Required action:
Without omitting anything, copy the data exactly.

Recorded information:
Content starts

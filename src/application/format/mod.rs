//! Document codecs: converting outline trees to and from text.
//!
//! A direct structural encoding (JSON) and two outline-markup encodings:
//! OPML, which keeps every node attribute, and Markdown bullet lists, which
//! keep titles and shape only.

mod json;
mod markdown;
mod opml;

use std::fmt;
use std::path::Path;
use std::str::FromStr;

use serde::{Deserialize, Serialize};

use crate::application::ApplicationResult;
use crate::domain::Tree;

pub use json::JsonFormat;
pub use markdown::MarkdownFormat;
pub use opml::OpmlFormat;

/// Import/export interface implemented by every document codec.
pub trait OutlineFormat {
    fn kind(&self) -> FormatKind;

    /// Parse document text into a tree.
    fn import_content(&self, content: &str) -> ApplicationResult<Tree>;

    /// Render a tree as document text.
    fn export_outline(&self, tree: &Tree) -> ApplicationResult<String>;
}

/// Available document encodings.
#[derive(Debug, Clone, Copy, PartialEq, Eq, Hash, Default, Serialize, Deserialize)]
#[serde(rename_all = "lowercase")]
pub enum FormatKind {
    #[default]
    Json,
    Markdown,
    Opml,
}

impl FormatKind {
    pub fn as_str(&self) -> &'static str {
        match self {
            Self::Json => "json",
            Self::Markdown => "markdown",
            Self::Opml => "opml",
        }
    }

    /// File extensions recognized for this format.
    pub fn extensions(&self) -> &'static [&'static str] {
        match self {
            Self::Json => &["json"],
            Self::Markdown => &["md", "markdown"],
            Self::Opml => &["opml"],
        }
    }

    /// Detect the format from a file extension.
    pub fn from_path(path: &Path) -> Option<Self> {
        let extension = path.extension()?.to_str()?.to_ascii_lowercase();
        [Self::Json, Self::Markdown, Self::Opml]
            .into_iter()
            .find(|kind| kind.extensions().contains(&extension.as_str()))
    }

    /// Codec for this format, configured by `options`.
    pub fn codec(&self, options: &ExportOptions) -> Box<dyn OutlineFormat> {
        match self {
            Self::Json => Box::new(JsonFormat::new(options.json_pretty)),
            Self::Markdown => Box::new(MarkdownFormat::new(options.markdown_indent)),
            Self::Opml => Box::new(OpmlFormat::new()),
        }
    }
}

impl fmt::Display for FormatKind {
    fn fmt(&self, f: &mut fmt::Formatter<'_>) -> fmt::Result {
        f.write_str(self.as_str())
    }
}

impl FromStr for FormatKind {
    type Err = String;

    fn from_str(s: &str) -> Result<Self, Self::Err> {
        match s.to_ascii_lowercase().as_str() {
            "json" => Ok(Self::Json),
            "markdown" | "md" => Ok(Self::Markdown),
            "opml" => Ok(Self::Opml),
            other => Err(format!(
                "unknown format '{other}' (expected json, markdown or opml)"
            )),
        }
    }
}

/// Rendering options shared by the codecs.
#[derive(Debug, Clone, PartialEq, Eq, Serialize, Deserialize)]
#[serde(default)]
pub struct ExportOptions {
    /// Pretty-print JSON output
    pub json_pretty: bool,
    /// Spaces per nesting level in Markdown output (clamped to 2..=4)
    pub markdown_indent: usize,
}

impl Default for ExportOptions {
    fn default() -> Self {
        Self {
            json_pretty: true,
            markdown_indent: 2,
        }
    }
}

Content ends

Exercise output:
filename src/application/format/mod.rs
//! Document codecs: converting outline trees to and from text.
//!
//! A direct structural encoding (JSON) and two outline-markup encodings:
//! OPML, which keeps every node attribute, and Markdown bullet lists, which
//! keep titles and shape only.

mod json;
mod markdown;
mod opml;

use std::fmt;
use std::path::Path;
use std::str::FromStr;

use serde::{Deserialize, Serialize};

use crate::application::ApplicationResult;
use crate::domain::Tree;

pub use json::JsonFormat;
pub use markdown::MarkdownFormat;
pub use opml::OpmlFormat;

/// Import/export interface implemented by every document codec.
pub trait OutlineFormat {
    fn kind(&self) -> FormatKind;

    /// Parse document text into a tree.
    fn import_content(&self, content: &str) -> ApplicationResult<Tree>;

    /// Render a tree as document text.
    fn export_outline(&self, tree: &Tree) -> ApplicationResult<String>;
}

/// Available document encodings.
#[derive(Debug, Clone, Copy, PartialEq, Eq, Hash, Default, Serialize, Deserialize)]
#[serde(rename_all = "lowercase")]
pub enum FormatKind {
    #[default]
    Json,
    Markdown,
    Opml,
}

impl FormatKind {
    pub fn as_str(&self) -> &'static str {
        match self {
            Self::Json => "json",
            Self::Markdown => "markdown",
            Self::Opml => "opml",
        }
    }

    /// File extensions recognized for this format.
    pub fn extensions(&self) -> &'static [&'static str] {
        match self {
            Self::Json => &["json"],
            Self::Markdown => &["md", "markdown"],
            Self::Opml => &["opml"],
        }
    }

    /// Detect the format from a file extension.
    pub fn from_path(path: &Path) -> Option<Self> {
        let extension = path.extension()?.to_str()?.to_ascii_lowercase();
        [Self::Json, Self::Markdown, Self::Opml]
            .into_iter()
            .find(|kind| kind.extensions().contains(&extension.as_str()))
    }

    /// Codec for this format, configured by `options`.
    pub fn codec(&self, options: &ExportOptions) -> Box<dyn OutlineFormat> {
        match self {
            Self::Json => Box::new(JsonFormat::new(options.json_pretty)),
            Self::Markdown => Box::new(MarkdownFormat::new(options.markdown_indent)),
            Self::Opml => Box::new(OpmlFormat::new()),
        }
    }
}

impl fmt::Display for FormatKind {
    fn fmt(&self, f: &mut fmt::Formatter<'_>) -> fmt::Result {
        f.write_str(self.as_str())
    }
}

impl FromStr for FormatKind {
    type Err = String;

    fn from_str(s: &str) -> Result<Self, Self::Err> {
        match s.to_ascii_lowercase().as_str() {
            "json" => Ok(Self::Json),
            "markdown" | "md" => Ok(Self::Markdown),
            "opml" => Ok(Self::Opml),
            other => Err(format!(
                "unknown format '{other}' (expected json, markdown or opml)"
            )),
        }
    }
}

/// Rendering options shared by the codecs.
#[derive(Debug, Clone, PartialEq, Eq, Serialize, Deserialize)]
#[serde(default)]
pub struct ExportOptions {
    /// Pretty-print JSON output
    pub json_pretty: bool,
    /// Spaces per nesting level in Markdown output (clamped to 2..=4)
    pub markdown_indent: usize,
}

impl Default for ExportOptions {
    fn default() -> Self {
        Self {
            json_pretty: true,
            markdown_indent: 2,
        }
    }
}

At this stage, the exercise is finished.